Sit my first AWS certificate exam, here's all the tips

The hardest part of the study for the AWS certificate is to evaluate if you're ready to take the exam. And here's what I've done so far and all the resources I found useful. The goal is to:
  • Have a deep understanding of AWS and what certification exam includes;
  • Gain hands-on experience in working on AWS;
  • Able to self-assess to decide if you're ready to sit an exam and pass. 
This guide is to help you pass the AWS Cloud Practitioner exam. 

Understanding the Landscape

If you never work with any AWS services or read anything about it, the first thing you want to do is to gain some basic understanding of the landscape, and build the backbone of your mental model. 

The certification prep page on the AWS website provides a quick guide to exploring the learning path. You can find the exam guide and sample questions, a 6 hours online course, few whitepapers related to the exam.

Let's start with the exam guide. 

The exam guide will give you an overview of what will be included in the exam, and sample questions give you a look and feel of how the exam question looks like. If you don't understand some of the content at first glance, it's totally fine, you will understand more after you study more. 

Personally, I would recommend starting with the online course, and one whitepaper - Architecting for the Cloud: AWS Best Practices. 
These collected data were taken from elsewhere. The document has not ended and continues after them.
//! HTTP transport for CRL downloads and OCSP responder queries

use std::time::Duration;

use reqwest::{Client, StatusCode};
use url::Url;

use crate::config::USER_AGENT;
use crate::errors::RevocationError;

/// Maximum accepted CRL download size
const MAX_CRL_SIZE: usize = 50 * 1024 * 1024; // 50MB

/// Shared HTTP context: timeouts and TLS settings are immutable after
/// construction, the inner client is cheaply cloneable
#[derive(Debug, Clone)]
pub struct HttpFetcher {
    client: Client,
    crl_timeout: Duration,
    ocsp_timeout: Duration,
}

impl HttpFetcher {
    pub fn new(
        connect_timeout: Duration,
        ocsp_timeout: Duration,
        crl_timeout: Duration,
    ) -> Self {
        let client = Client::builder()
            .user_agent(USER_AGENT)
            .connect_timeout(connect_timeout)
            .build()
            .unwrap_or_else(|_| Client::new());
        Self {
            client,
            crl_timeout,
            ocsp_timeout,
        }
    }

    /// Download a CRL with a GET request. The caller sniffs PEM vs DER.
    pub async fn fetch_crl(&self, crl_url: &str) -> Result<Vec<u8>, RevocationError> {
        let url = Url::parse(crl_url)
            .map_err(|e| RevocationError::Transport(format!("invalid CRL URL: {e}")))?;

        let response = self
            .client
            .get(url)
            .timeout(self.crl_timeout)
            .send()
            .await
            .map_err(|e| map_reqwest_error("CRL download", &e))?;

        if response.status() == StatusCode::NOT_FOUND {
            return Err(RevocationError::NotFound(crl_url.to_string()));
        }
        if !response.status().is_success() {
            return Err(RevocationError::Transport(format!(
                "CRL server returned status {}",
                response.status()
            )));
        }

        let mut body = Vec::new();
        let mut response = response;
        while let Some(chunk) = response
            .chunk()
            .await
            .map_err(|e| map_reqwest_error("CRL download", &e))?
        {
            if body.len() + chunk.len() > MAX_CRL_SIZE {
                return Err(RevocationError::Transport(format!(
                    "CRL response too large (>{}MB)",
                    MAX_CRL_SIZE / (1024 * 1024)
                )));
            }
            body.extend_from_slice(&chunk);
        }

        if body.is_empty() {
            return Err(RevocationError::Transport("empty CRL response".to_string()));
        }
        Ok(body)
    }

    /// POST a DER-encoded OCSP request and return the raw response body
    pub async fn post_ocsp(
        &self,
        responder_url: &str,
        request_der: Vec<u8>,
    ) -> Result<Vec<u8>, RevocationError> {
        let url = Url::parse(responder_url)
            .map_err(|e| RevocationError::Transport(format!("invalid OCSP URL: {e}")))?;

        let response = self
            .client
            .post(url)
            .header("Content-Type", "application/ocsp-request")
            .header("Accept", "application/ocsp-response")
            .header("Connection", "close")
            .body(request_der)
            .timeout(self.ocsp_timeout)
            .send()
            .await
            .map_err(|e| map_reqwest_error("OCSP query", &e))?;

        if !response.status().is_success() {
            return Err(RevocationError::Transport(format!(
                "OCSP responder returned status {}",
                response.status()
            )));
        }

        let body = response
            .bytes()
            .await
            .map_err(|e| map_reqwest_error("OCSP query", &e))?;
        if body.is_empty() {
            return Err(RevocationError::Transport(
                "empty OCSP response".to_string(),
            ));
        }
        Ok(body.to_vec())
    }
}

fn map_reqwest_error(context: &str, e: &reqwest::Error) -> RevocationError {
    if e.is_timeout() {
        RevocationError::Timeout(format!("{context} timed out: {e}"))
    } else {
        RevocationError::Transport(format!("{context} failed: {e}"))
    }
}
I found the online course - AWS Certificated Cloud Practitioner 2020 (approximately 6 hours from ACloudGuru) suits me better because it provides more context compares to AWS online course - AWS Cloud Practitioner Essentials (Second Edition) if you don't have any knowledge around AWS. 

And the white paper - Architecting for the Cloud: AWS Best Practices will give you a good big picture of how everything hangs together. And this understanding will definitely help you to understand each individual services better.
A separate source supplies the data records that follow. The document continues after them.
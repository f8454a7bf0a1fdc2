pub mod camera;
pub mod config;
pub mod pattern;
pub mod quadtree;
pub mod universe;

pub type WorldOffset = i64;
After this, you can have a quick read-through of Overview of Amazon Web Service. The link here is the latest HTML version, and you can export the pdf version as well. This paper will give you a high-level understanding of what each service does, but probably not detailed enough for you to pass the exam. But don't worry, we will cover those details later.
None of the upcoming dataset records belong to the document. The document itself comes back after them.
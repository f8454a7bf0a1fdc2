use crate::quadtree::Node;
use crate::quadtree::Quadrant;

/// Flattens `node` into a row-major grid of `node.width()` cells on a side.
pub fn render(node: &Node) -> Vec<bool> {
    let width = node.width();
    let mut cells = vec![false; width * width];

    render_into(node, &mut cells, 0, 0, width);

    cells
}

fn render_into(node: &Node, cells: &mut [bool], x: usize, y: usize, stride: usize) {
    match node.children() {
        None => {
            for q in Quadrant::ALL {
                let (dx, dy) = q.offset();
                cells[(y + dy) * stride + x + dx] = node.is_populated(q);
            }
        }
        Some(children) => {
            let half = node.width() / 2;

            for (child, q) in children.iter().zip(Quadrant::ALL) {
                let (dx, dy) = q.offset();
                render_into(child, cells, x + dx * half, y + dy * half, stride);
            }
        }
    }
}

/// Formats a row-major grid as text, `O` for live cells and `.` for dead ones, one row per
/// line.
pub fn format_grid(cells: &[bool], width: usize) -> String {
    if width == 0 {
        return String::new();
    }

    let mut s = String::with_capacity(cells.len() + cells.len() / width);

    for row in cells.chunks(width) {
        s.extend(row.iter().map(|&alive| if alive { 'O' } else { '.' }));
        s.push('\n');
    }

    s
}
use tracing::trace;
use tracing::trace_span;

use crate::quadtree::Node;
use crate::quadtree::Quadrant;
use crate::quadtree::Quadrant::BottomLeft;
use crate::quadtree::Quadrant::BottomRight;
use crate::quadtree::Quadrant::TopLeft;
use crate::quadtree::Quadrant::TopRight;
use crate::quadtree::centered::centered_horizontal;
use crate::quadtree::centered::centered_sub_subnode;
use crate::quadtree::centered::centered_subnode;
use crate::quadtree::centered::centered_vertical;

/// Life rule B3/S23
fn next_state(alive: bool, neighbors: usize) -> bool {
    if alive {
        neighbors == 2 || neighbors == 3
    } else {
        neighbors == 3
    }
}

/// Computes the center half of `node`, one generation later. The result is one level below
/// `node`.
///
/// # Panics
/// If `node` is a leaf.
pub fn next_generation(node: &Node) -> Node {
    match node.level() {
        0 => panic!("invalid state: cannot step a leaf"),
        1 => next_generation_leaves(node),
        _ => next_generation_branch(node),
    }
}

/// Base case, `node` is 4x4 and its children are leaves.
///
///   a b | c d
///   e f | g h
///   ----+----
///   i j | k l
///   m n | o p
///
/// The result is the 2x2 block `f g / j k`.
fn next_generation_leaves(node: &Node) -> Node {
    let (tl, tr) = (node.child(TopLeft), node.child(TopRight));
    let (bl, br) = (node.child(BottomLeft), node.child(BottomRight));

    let count = |cells: [bool; 8]| cells.into_iter().filter(|&c| c).count();

    let f = tl.is_populated(BottomRight);
    let g = tr.is_populated(BottomLeft);
    let j = bl.is_populated(TopRight);
    let k = br.is_populated(TopLeft);

    let f_neighbors = count([
        tl.is_populated(TopLeft),
        tl.is_populated(TopRight),
        tr.is_populated(TopLeft),
        tl.is_populated(BottomLeft),
        g,
        bl.is_populated(TopLeft),
        j,
        k,
    ]);

    let g_neighbors = count([
        tl.is_populated(TopRight),
        tr.is_populated(TopLeft),
        tr.is_populated(TopRight),
        f,
        tr.is_populated(BottomRight),
        j,
        k,
        br.is_populated(TopRight),
    ]);

    let j_neighbors = count([
        tl.is_populated(BottomLeft),
        f,
        g,
        bl.is_populated(TopLeft),
        k,
        bl.is_populated(BottomLeft),
        bl.is_populated(BottomRight),
        br.is_populated(BottomLeft),
    ]);

    let k_neighbors = count([
        f,
        g,
        tr.is_populated(BottomRight),
        j,
        br.is_populated(TopRight),
        bl.is_populated(BottomRight),
        br.is_populated(BottomLeft),
        br.is_populated(BottomRight),
    ]);

    let mut result = Node::empty(0);

    for (q, alive, neighbors) in [
        (TopLeft, f, f_neighbors),
        (TopRight, g, g_neighbors),
        (BottomLeft, j, j_neighbors),
        (BottomRight, k, k_neighbors),
    ] {
        if next_state(alive, neighbors) {
            result.set_alive(q);
        }
    }

    result
}

/// General case. With the children of `node` split into nine overlapping sub-squares
///
///   n00 n01 n02
///   n10 n11 n12
///   n20 n21 n22
///
/// each `nij` here is already the center of that sub-square, so the nine tile the center
/// three quarters of `node`. Stepping the four 2x2 groups of them gives the four quadrants of
/// the result.
fn next_generation_branch(node: &Node) -> Node {
    let (tl, tr) = (node.child(TopLeft), node.child(TopRight));
    let (bl, br) = (node.child(BottomLeft), node.child(BottomRight));

    let n00 = centered_subnode(tl);
    let n01 = centered_horizontal(tl, tr);
    let n02 = centered_subnode(tr);
    let n10 = centered_vertical(tl, bl);
    let n11 = centered_sub_subnode(node);
    let n12 = centered_vertical(tr, br);
    let n20 = centered_subnode(bl);
    let n21 = centered_horizontal(bl, br);
    let n22 = centered_subnode(br);

    let group = |tl: &Node, tr: &Node, bl: &Node, br: &Node| {
        next_generation(&Node::from_children(
            tl.clone(),
            tr.clone(),
            bl.clone(),
            br.clone(),
        ))
    };

    Node::from_children(
        group(&n00, &n01, &n10, &n11),
        group(&n01, &n02, &n11, &n12),
        group(&n10, &n11, &n20, &n21),
        group(&n11, &n12, &n21, &n22),
    )
}

/// Embeds `node` in the center of a node one level up, surrounded by dead cells.
///
/// Each quadrant of the result holds one child of `node` in its innermost corner. A leaf is
/// treated as a node whose children are single cells.
pub fn expand(node: &Node) -> Node {
    let corner = |q: Quadrant| -> Node {
        let inner = q.flip();

        match node {
            Node::Leaf(_) => {
                let mut leaf = Node::empty(0);
                if node.is_populated(q) {
                    leaf.set_alive(inner);
                }

                leaf
            }
            Node::Branch { .. } => {
                let empty = Node::empty(node.level() - 1);
                let mut slots = [empty.clone(), empty.clone(), empty.clone(), empty];
                slots[inner.index()] = node.child(q).clone();

                let [a, b, c, d] = slots;
                Node::from_children(a, b, c, d)
            }
        }
    };

    Node::from_children(
        corner(TopLeft),
        corner(TopRight),
        corner(BottomLeft),
        corner(BottomRight),
    )
}

/// Advances `node` by one generation, treating everything outside it as dead.
///
/// The result is the same size as `node` and covers the same region. Live cells that would be
/// born outside of it are dropped, see [`crate::universe::Universe`] for a universe that grows
/// to hold them.
pub fn generate_next_generation(node: &Node) -> Node {
    let _span = trace_span!("generation", level = node.level()).entered();

    let result = next_generation(&expand(node));

    trace!(population = result.population(), "stepped");

    result
}

#[cfg(test)]
mod test {
    use super::expand;
    use super::generate_next_generation;
    use super::next_generation;
    use crate::quadtree::Node;
    use crate::quadtree::Quadrant;
    use crate::quadtree::build_tree;
    use crate::quadtree::render;

    fn tree_from(width: usize, cells: &[(usize, usize)]) -> Node {
        let mut grid = vec![false; width * width];
        for &(x, y) in cells {
            grid[y * width + x] = true;
        }

        build_tree(&grid, width, width).unwrap()
    }

    fn cells_of(node: &Node) -> Vec<(usize, usize)> {
        let w = node.width();

        render(node)
            .into_iter()
            .enumerate()
            .filter(|&(_, alive)| alive)
            .map(|(i, _)| (i % w, i / w))
            .collect()
    }

    #[test]
    fn leaf_level_birth() {
        // f has exactly three neighbors: a, b, e
        let node = tree_from(4, &[(0, 0), (1, 0), (0, 1)]);
        let next = next_generation(&node);

        assert_eq!(next.level(), 0);
        assert!(next.is_populated(Quadrant::TopLeft));
        assert!(!next.is_populated(Quadrant::TopRight));
        assert!(!next.is_populated(Quadrant::BottomLeft));
        assert!(!next.is_populated(Quadrant::BottomRight));
    }

    #[test]
    fn leaf_level_overcrowding() {
        // every cell alive: each center cell has eight neighbors
        let node = tree_from(4, &(0..16).map(|i| (i % 4, i / 4)).collect::<Vec<_>>());

        assert_eq!(next_generation(&node), Node::empty(0));
    }

    #[test]
    fn leaf_level_block_survives() {
        let node = tree_from(4, &[(1, 1), (2, 1), (1, 2), (2, 2)]);

        assert_eq!(next_generation(&node), Node::leaf(true, true, true, true));
    }

    #[test]
    fn leaf_level_neighbor_sets() {
        // Each corner of the 4x4 neighbors exactly one of the result cells
        for (corner, q) in [
            ((0, 0), Quadrant::TopLeft),
            ((3, 0), Quadrant::TopRight),
            ((0, 3), Quadrant::BottomLeft),
            ((3, 3), Quadrant::BottomRight),
        ] {
            let node = tree_from(4, &[corner, (1, 1), (2, 2), (2, 1), (1, 2)]);
            let next = next_generation(&node);

            // the cell nearest the live corner has four live neighbors and dies
            assert!(!next.is_populated(q), "{q:?}");

            // the others have three and survive
            for other in Quadrant::ALL.into_iter().filter(|&o| o != q) {
                assert!(next.is_populated(other), "{q:?} {other:?}");
            }
        }
    }

    #[test]
    fn branch_blinker_in_center() {
        // 8x8 tree, the center 4x4 spans 2..6
        let node = tree_from(8, &[(2, 3), (3, 3), (4, 3)]);
        let next = next_generation(&node);

        assert_eq!(next.level(), 1);
        assert_eq!(cells_of(&next), vec![(1, 0), (1, 1), (1, 2)]);
    }

    #[test]
    fn deep_branch_matches_shallow() {
        // The same glider in the center of a 16x16 and of a 32x32 steps the same way
        let glider = [(1, 0), (2, 1), (0, 2), (1, 2), (2, 2)];

        let small = tree_from(16, &glider.map(|(x, y)| (x + 6, y + 6)));
        let large = tree_from(32, &glider.map(|(x, y)| (x + 14, y + 14)));

        let small = cells_of(&next_generation(&small));
        let large = cells_of(&next_generation(&large));

        // results are 8x8 from offset 4 and 16x16 from offset 8, so both land on the
        // small tree's coordinates
        let small: Vec<_> = small.into_iter().map(|(x, y)| (x + 4, y + 4)).collect();

        assert_eq!(small, large);
        assert_eq!(small, vec![(6, 7), (8, 7), (7, 8), (8, 8), (7, 9)]);
    }

    #[test]
    fn expand_centers_the_node() {
        let node = tree_from(4, &[(0, 0), (3, 0), (1, 2), (3, 3)]);
        let big = expand(&node);

        assert_eq!(big.level(), 2);
        assert_eq!(cells_of(&big), vec![(2, 2), (5, 2), (3, 4), (5, 5)]);
    }

    #[test]
    fn expand_leaf() {
        let big = expand(&Node::leaf(true, false, false, true));

        assert_eq!(big.level(), 1);
        assert_eq!(cells_of(&big), vec![(1, 1), (2, 2)]);
    }

    #[test]
    fn generation_keeps_size() {
        let node = tree_from(8, &[(0, 0), (1, 0), (0, 1), (1, 1)]);
        let next = generate_next_generation(&node);

        assert_eq!(next, node);
    }

    #[test]
    fn generation_of_leaf() {
        let next = generate_next_generation(&Node::leaf(true, true, true, true));

        assert_eq!(next, Node::leaf(true, true, true, true));

        let next = generate_next_generation(&Node::leaf(true, false, false, true));

        assert_eq!(next, Node::empty(0));
    }

    #[test]
    #[should_panic(expected = "invalid state")]
    fn leaf_cannot_step() {
        next_generation(&Node::empty(0));
    }
}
Finding the Gap and Deepen Your Understanding

Now you should have a basic understanding of AWS. If you take a practice exam with a solid study of the above material, you should at least get 50% of the questions correct.

But this is not enough, you need 70% to pass, and ideally above 80% to make sure you will pass in your first attempt.

I did the ACloudGuru Practice test. And the first 3 attempts with 71%, 78%, and 71%. This helps me uncover a lot of details I missed in the above study.

You can find some free practice exams online as well, but the tests and the review are limited, if you want more extensive practice, they have more paid options as well.
The whole idea of using practice test is to:
  • Uncover the knowledge gap;
  • Get used to the questions, and how it framed;
  • Assess if you can get them correct above 70%, ideally 80% or even higher.
The thing about the practice exam is no one knows how close it is compared to the real exam. So if you pay for the practice exam, please choose the one with the highest rate and positive feedback from other users. 

So far I used the ACloudGuru exam simulator, as I already paid a monthly fee and will get it for free. Other than that, I use the free exam above to test my knowledge as well.

Exam Questions

I decided to research a bit more to understand how close the practice tests I did compare to the real exam, so I can decide if I want to book an exam or not. 

And I found a couple of "real exam dump" online. One of them has a lot of discussion about what could be the answer, and why, which gives me a lot more material to read before the exam and deepen my understanding. When I sit the exam, about 10 questions came from it.  
Hands-on Experience

You can get some hands-on experience by:

  • Register an AWS account
  • Using existing lab environments
Following the ACloudGuru course, you can register an AWS account, and choose a 12-month free tier plan, to start using AWS, and practice some basic concepts, such as publish a static website using S3, set up a WordPress website using EC2, etc. One thing to remember is some of the options you choose to use might cost you since free-tier doesn't including everything, so do remember to tear down some of the setups if you only want to practice instead of actually running those services in the long term.

Another way is to use Qwiklabs. The registration is free, but you do need the access code to start a lab. The benefits of using Qwiklabs, or similar services, is the lab will automatically provision a lab environment with an AWS account, and when you finish the lab, everything will be torn down automatically. So you just need to focus on the lab content without any need to manage an AWS account yourself or worry about accidental billing. 


Final Review

Now you should already have a solid understanding of the content covered in the AWS Cloud Practitioner exam. 

If you're not sure, you can always do a quick review. 

Jayendrapatil's blog gives a quick summary covered all the key points you need for the exam. So go and have a read through, and study a bit more if some of the content here still not familiar to you.

Wrap Up

After all the study, hopefully, you will feel confident and ready to book your exam. 

I know some people consider this exam is really easy, while others feel it is really hard. 

Regardless of the feeling, the real goal is to gain some solid learning over time and pass the exam.

Learning is a beautiful thing, hope you enjoy it.